▸ Requirement
Write the data below out again, unchanged.

▸ Exercise input
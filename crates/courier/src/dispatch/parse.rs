/// Character that marks a structured command.
pub const COMMAND_PREFIX: char = '/';

/// A structured command: lower-case name without prefix, positional args in
/// token order.
#[derive(Debug, Clone, PartialEq, Eq)]
pub struct ParsedCommand {
    pub name: String,
    pub args: Vec<String>,
}

impl ParsedCommand {
    /// Positional argument, if present. Argument 0 is an optional filter/mode
    /// string for most commands; absence means "no filter", never an error.
    pub fn arg(&self, index: usize) -> Option<&str> {
        self.args.get(index).map(String::as_str)
    }

    /// All arguments re-joined, for commands taking free-form tail text.
    pub fn tail(&self) -> String {
        self.args.join(" ")
    }
}

/// Classify message text. `Some` for prefixed commands, `None` for free text.
///
/// The command token is matched case-insensitively and a `@botname` suffix
/// (group-chat addressing) is stripped.
pub fn parse_command(text: &str) -> Option<ParsedCommand> {
    let rest = text.strip_prefix(COMMAND_PREFIX)?;
    let mut tokens = rest.split_whitespace();
    let token = tokens.next()?;
    let name = token
        .split('@')
        .next()
        .unwrap_or(token)
        .to_lowercase();
    if name.is_empty() {
        return None;
    }
    Some(ParsedCommand {
        name,
        args: tokens.map(str::to_string).collect(),
    })
}
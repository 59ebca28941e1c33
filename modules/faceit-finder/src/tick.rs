//! Hand-off from background lookups to the host's single-threaded tick loop.
//!
//! Workers [`post`](Dispatcher::post) closures; the host calls
//! [`TickQueue::drain`] once per tick and the closures run there, in the
//! order they were posted, with exclusive access to host state.

use tokio::sync::mpsc;
use tracing::warn;

pub type Task<H> = Box<dyn FnOnce(&mut H) + Send + 'static>;

/// Create a connected dispatcher / tick queue pair.
pub fn dispatcher<H>() -> (Dispatcher<H>, TickQueue<H>) {
    let (tx, rx) = mpsc::unbounded_channel();
    (Dispatcher { tx }, TickQueue { rx })
}

/// Cloneable, `Send` handle used by background work to reach the tick loop.
pub struct Dispatcher<H> {
    tx: mpsc::UnboundedSender<Task<H>>,
}

impl<H> Clone for Dispatcher<H> {
    fn clone(&self) -> Self {
        Self {
            tx: self.tx.clone(),
        }
    }
}

impl<H> Dispatcher<H> {
    /// Schedule `task` for the next drained tick.
    pub fn post<F>(&self, task: F)
    where
        F: FnOnce(&mut H) + Send + 'static,
    {
        if self.tx.send(Box::new(task)).is_err() {
            warn!("Tick queue is gone, dropping posted task");
        }
    }
}

/// Receiving end, owned by the host loop.
pub struct TickQueue<H> {
    rx: mpsc::UnboundedReceiver<Task<H>>,
}

impl<H> TickQueue<H> {
    /// Run every pending task against `host`. Returns how many ran.
    pub fn drain(&mut self, host: &mut H) -> usize {
        let mut ran = 0;
        while let Ok(task) = self.rx.try_recv() {
            task(host);
            ran += 1;
        }
        ran
    }
}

▸ Written solution
filename crates/courier/src/dispatch/parse.rs
/// Character that marks a structured command.
pub const COMMAND_PREFIX: char = '/';

/// A structured command: lower-case name without prefix, positional args in
/// token order.
#[derive(Debug, Clone, PartialEq, Eq)]
pub struct ParsedCommand {
    pub name: String,
    pub args: Vec<String>,
}

impl ParsedCommand {
    /// Positional argument, if present. Argument 0 is an optional filter/mode
    /// string for most commands; absence means "no filter", never an error.
    pub fn arg(&self, index: usize) -> Option<&str> {
        self.args.get(index).map(String::as_str)
    }

    /// All arguments re-joined, for commands taking free-form tail text.
    pub fn tail(&self) -> String {
        self.args.join(" ")
    }
}

/// Classify message text. `Some` for prefixed commands, `None` for free text.
///
/// The command token is matched case-insensitively and a `@botname` suffix
/// (group-chat addressing) is stripped.
pub fn parse_command(text: &str) -> Option<ParsedCommand> {
    let rest = text.strip_prefix(COMMAND_PREFIX)?;
    let mut tokens = rest.split_whitespace();
    let token = tokens.next()?;
    let name = token
        .split('@')
        .next()
        .unwrap_or(token)
        .to_lowercase();
    if name.is_empty() {
        return None;
    }
    Some(ParsedCommand {
        name,
        args: tokens.map(str::to_string).collect(),
    })
}
repository 59ebca28941e1c33
filename modules/faceit-finder/src/tick.rs
//! Hand-off from background lookups to the host's single-threaded tick loop.
//!
//! Workers [`post`](Dispatcher::post) closures; the host calls
//! [`TickQueue::drain`] once per tick and the closures run there, in the
//! order they were posted, with exclusive access to host state.

use tokio::sync::mpsc;
use tracing::warn;

pub type Task<H> = Box<dyn FnOnce(&mut H) + Send + 'static>;

/// Create a connected dispatcher / tick queue pair.
pub fn dispatcher<H>() -> (Dispatcher<H>, TickQueue<H>) {
    let (tx, rx) = mpsc::unbounded_channel();
    (Dispatcher { tx }, TickQueue { rx })
}

/// Cloneable, `Send` handle used by background work to reach the tick loop.
pub struct Dispatcher<H> {
    tx: mpsc::UnboundedSender<Task<H>>,
}

impl<H> Clone for Dispatcher<H> {
    fn clone(&self) -> Self {
        Self {
            tx: self.tx.clone(),
        }
    }
}

impl<H> Dispatcher<H> {
    /// Schedule `task` for the next drained tick.
    pub fn post<F>(&self, task: F)
    where
        F: FnOnce(&mut H) + Send + 'static,
    {
        if self.tx.send(Box::new(task)).is_err() {
            warn!("Tick queue is gone, dropping posted task");
        }
    }
}

/// Receiving end, owned by the host loop.
pub struct TickQueue<H> {
    rx: mpsc::UnboundedReceiver<Task<H>>,
}

impl<H> TickQueue<H> {
    /// Run every pending task against `host`. Returns how many ran.
    pub fn drain(&mut self, host: &mut H) -> usize {
        let mut ran = 0;
        while let Ok(task) = self.rx.try_recv() {
            task(host);
            ran += 1;
        }
        ran
    }
}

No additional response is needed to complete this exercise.